Exercise goal: From the records below, set down exactly the lines starting with the line that contains "password.hash" and going on through the line that contains "pub async fn connect(url: &str, max_connections: u32)". Nothing else is wanted.

Material provided section start

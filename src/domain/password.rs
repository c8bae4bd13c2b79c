//! Password value object - Domain layer password handling.
//!
//! Hashes with Argon2id (memory-hard). The PHC string produced by the
//! hasher embeds the per-password random salt, so one column holds both.

use argon2::{
    password_hash::{rand_core::OsRng, PasswordHash, PasswordHasher, PasswordVerifier, SaltString},
    Argon2,
};

use crate::config::MIN_PASSWORD_LENGTH;
use crate::errors::{AppError, AppResult};

/// Password value object that handles hashing and verification.
#[derive(Clone)]
pub struct Password {
    hash: String,
}

// Don't expose hash in debug output
impl std::fmt::Debug for Password {
    fn fmt(&self, f: &mut std::fmt::Formatter<'_>) -> std::fmt::Result {
        f.debug_struct("Password")
            .field("hash", &"[REDACTED]")
            .finish()
    }
}

impl Password {
    /// Create a new password by hashing the plain text.
    ///
    /// # Errors
    /// Returns validation error if password is too short.
    pub fn new(plain_text: &str) -> AppResult<Self> {
        if plain_text.chars().count() < MIN_PASSWORD_LENGTH as usize {
            return Err(AppError::validation(format!(
                "Password must be at least {} characters",
                MIN_PASSWORD_LENGTH
            )));
        }

        let hash = hash_password(plain_text)?;
        Ok(Self { hash })
    }

    /// Create a Password from an existing hash (from storage).
    pub fn from_hash(hash: String) -> Self {
        Self { hash }
    }

    /// Get the hash string for storage.
    pub fn as_str(&self) -> &str {
        &self.hash
    }

    /// Consume and return the hash string.
    pub fn into_string(self) -> String {
        self.hash
    }

    /// Verify a plain text password against this hash.
    pub fn verify(&self, plain_text: &str) -> bool {
        verify_password(plain_text, &self.hash)
    }
}

/// Hash a password with a fresh random salt.
pub fn hash_password(plain_text: &str) -> AppResult<String> {
    let salt = SaltString::generate(&mut OsRng);
    let hash = argon2()
        .hash_password(plain_text.as_bytes(), &salt)
        .map_err(|e| AppError::internal(format!("Password hash failed: {}", e)))?;
    Ok(hash.to_string())
}

/// Recompute the hash with the stored salt and compare.
///
/// A malformed stored hash never verifies.
pub fn verify_password(plain_text: &str, stored: &str) -> bool {
    match PasswordHash::new(stored) {
        Ok(parsed) => argon2()
            .verify_password(plain_text.as_bytes(), &parsed)
            .is_ok(),
        Err(e) => {
            tracing::warn!("Stored password hash is malformed: {}", e);
            false
        }
    }
}

#[inline]
fn argon2() -> Argon2<'static> {
    Argon2::default()
}

impl From<Password> for String {
    fn from(password: Password) -> Self {
        password.hash
    }
}
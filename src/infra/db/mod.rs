//! Database connection and migration management.

use std::time::Duration;

use sea_orm::{
    ConnectOptions, ConnectionTrait, Database as SeaDatabase, DatabaseConnection, DbErr, Statement,
};
use sea_orm_migration::MigratorTrait;

pub mod migrations;

pub use migrations::Migrator;

/// Database wrapper for connection management
#[derive(Clone)]
pub struct Database {
    connection: DatabaseConnection,
}

impl Database {
    /// Open a bounded connection pool and apply pending migrations.
    ///
    /// Fails if the database is unreachable or a migration does not apply.
    pub async fn connect(url: &str, max_connections: u32) -> Result<Self, DbErr> {
        let database = Self::connect_without_migrations(url, max_connections).await?;

        if let Err(e) = database.run_migrations().await {
            tracing::error!("Failed to run migrations: {}", e);
            return Err(e);
        }

        tracing::info!(max_connections, "Database connected and migrations applied");
        Ok(database)
    }

    /// Connect without running migrations (for CLI commands).
    pub async fn connect_without_migrations(
        url: &str,
        max_connections: u32,
    ) -> Result<Self, DbErr> {
        let mut options = ConnectOptions::new(url.to_owned());
        options
            .max_connections(max_connections)
            .acquire_timeout(Duration::from_secs(10))
            .sqlx_logging(false);

        let connection = SeaDatabase::connect(options).await?;
        Ok(Self { connection })
    }

    /// Get a reference to the database connection.
    pub fn connection(&self) -> &DatabaseConnection {
        &self.connection
    }

    /// Run pending migrations.
    pub async fn run_migrations(&self) -> Result<(), DbErr> {
        Migrator::up(&self.connection, None).await
    }

    /// Rollback the last migration.
    pub async fn rollback_migration(&self) -> Result<(), DbErr> {
        Migrator::down(&self.connection, Some(1)).await
    }

    /// List every defined migration with its applied flag.
    pub async fn migration_status(&self) -> Result<Vec<(String, bool)>, DbErr> {
        use sea_orm::{EntityTrait, QueryOrder};
        use sea_orm_migration::seaql_migrations;

        let applied: std::collections::HashSet<String> = seaql_migrations::Entity::find()
            .order_by_asc(seaql_migrations::Column::Version)
            .all(&self.connection)
            .await?
            .into_iter()
            .map(|m| m.version)
            .collect();

        Ok(Migrator::migrations()
            .iter()
            .map(|m| {
                let name = m.name().to_string();
                let is_applied = applied.contains(&name);
                (name, is_applied)
            })
            .collect())
    }

    /// Drop everything and run all migrations from scratch.
    pub async fn fresh_migrations(&self) -> Result<(), DbErr> {
        Migrator::fresh(&self.connection).await
    }

    /// Check database connectivity by executing a simple query.
    pub async fn ping(&self) -> Result<(), DbErr> {
        self.connection
            .execute(Statement::from_string(
                self.connection.get_database_backend(),
                "SELECT 1".to_string(),
            ))
            .await?;
        Ok(())
    }
}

Material provided section end

Solution:
        password.hash
    }
}
filename src/infra/db/mod.rs
//! Database connection and migration management.

use std::time::Duration;

use sea_orm::{
    ConnectOptions, ConnectionTrait, Database as SeaDatabase, DatabaseConnection, DbErr, Statement,
};
use sea_orm_migration::MigratorTrait;

pub mod migrations;

pub use migrations::Migrator;

/// Database wrapper for connection management
#[derive(Clone)]
pub struct Database {
    connection: DatabaseConnection,
}

impl Database {
    /// Open a bounded connection pool and apply pending migrations.
    ///
    /// Fails if the database is unreachable or a migration does not apply.
    pub async fn connect(url: &str, max_connections: u32) -> Result<Self, DbErr> {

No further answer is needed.